* **WHAT YOU NEED TO DO**
Select the lines below containing the word "else".

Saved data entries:
+ + + + +

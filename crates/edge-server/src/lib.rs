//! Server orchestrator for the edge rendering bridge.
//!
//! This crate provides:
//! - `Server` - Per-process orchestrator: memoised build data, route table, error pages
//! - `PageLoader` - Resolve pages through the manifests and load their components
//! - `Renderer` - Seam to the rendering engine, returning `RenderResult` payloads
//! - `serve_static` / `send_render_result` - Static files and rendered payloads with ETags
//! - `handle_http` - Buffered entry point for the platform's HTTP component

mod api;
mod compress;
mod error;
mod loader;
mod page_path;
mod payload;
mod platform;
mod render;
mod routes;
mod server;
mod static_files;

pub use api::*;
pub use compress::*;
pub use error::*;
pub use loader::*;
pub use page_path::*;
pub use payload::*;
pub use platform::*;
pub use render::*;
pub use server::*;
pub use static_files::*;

+ + + + +

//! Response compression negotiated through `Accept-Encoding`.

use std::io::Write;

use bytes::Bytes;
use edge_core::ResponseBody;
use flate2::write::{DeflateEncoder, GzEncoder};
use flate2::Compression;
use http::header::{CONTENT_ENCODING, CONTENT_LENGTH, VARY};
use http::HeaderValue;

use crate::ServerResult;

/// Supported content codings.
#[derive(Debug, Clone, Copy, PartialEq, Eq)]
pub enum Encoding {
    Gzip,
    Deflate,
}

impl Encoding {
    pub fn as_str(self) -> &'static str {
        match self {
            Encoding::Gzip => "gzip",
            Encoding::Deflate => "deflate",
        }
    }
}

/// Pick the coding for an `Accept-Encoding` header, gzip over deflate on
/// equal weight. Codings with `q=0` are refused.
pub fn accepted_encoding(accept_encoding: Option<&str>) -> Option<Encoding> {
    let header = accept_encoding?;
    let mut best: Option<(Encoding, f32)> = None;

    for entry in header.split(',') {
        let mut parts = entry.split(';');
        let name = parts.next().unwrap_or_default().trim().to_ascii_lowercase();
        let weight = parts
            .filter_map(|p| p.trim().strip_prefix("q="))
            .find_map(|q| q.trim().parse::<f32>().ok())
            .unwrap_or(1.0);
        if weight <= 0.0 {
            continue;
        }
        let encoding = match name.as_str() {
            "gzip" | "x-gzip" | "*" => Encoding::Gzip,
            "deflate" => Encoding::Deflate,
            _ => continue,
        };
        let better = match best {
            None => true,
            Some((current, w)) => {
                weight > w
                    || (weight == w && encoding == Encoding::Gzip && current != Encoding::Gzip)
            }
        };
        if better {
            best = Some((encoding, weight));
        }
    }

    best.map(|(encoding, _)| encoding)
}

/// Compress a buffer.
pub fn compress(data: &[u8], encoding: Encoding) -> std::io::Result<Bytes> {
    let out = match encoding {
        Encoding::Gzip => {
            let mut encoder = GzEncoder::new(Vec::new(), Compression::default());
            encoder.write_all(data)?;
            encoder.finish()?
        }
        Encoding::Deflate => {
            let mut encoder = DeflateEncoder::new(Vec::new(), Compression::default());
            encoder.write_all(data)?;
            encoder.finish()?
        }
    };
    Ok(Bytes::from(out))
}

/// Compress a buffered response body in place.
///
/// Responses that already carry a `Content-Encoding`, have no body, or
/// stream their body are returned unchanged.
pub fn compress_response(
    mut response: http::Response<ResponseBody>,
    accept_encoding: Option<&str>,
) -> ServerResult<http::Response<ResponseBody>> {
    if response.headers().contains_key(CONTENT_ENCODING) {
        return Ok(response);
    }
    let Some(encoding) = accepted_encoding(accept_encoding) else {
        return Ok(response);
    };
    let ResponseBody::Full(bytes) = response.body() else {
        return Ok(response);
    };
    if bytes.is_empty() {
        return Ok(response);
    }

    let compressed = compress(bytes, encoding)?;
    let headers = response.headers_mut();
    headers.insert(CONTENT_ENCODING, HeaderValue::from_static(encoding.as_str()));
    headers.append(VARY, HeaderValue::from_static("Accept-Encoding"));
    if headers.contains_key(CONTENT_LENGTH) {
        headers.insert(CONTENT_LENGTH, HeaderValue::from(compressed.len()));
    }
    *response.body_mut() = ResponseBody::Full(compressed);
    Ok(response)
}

+ + + + +

* **EXERCISE RESULT**
    let Some(encoding) = accepted_encoding(accept_encoding) else {
    let ResponseBody::Full(bytes) = response.body() else {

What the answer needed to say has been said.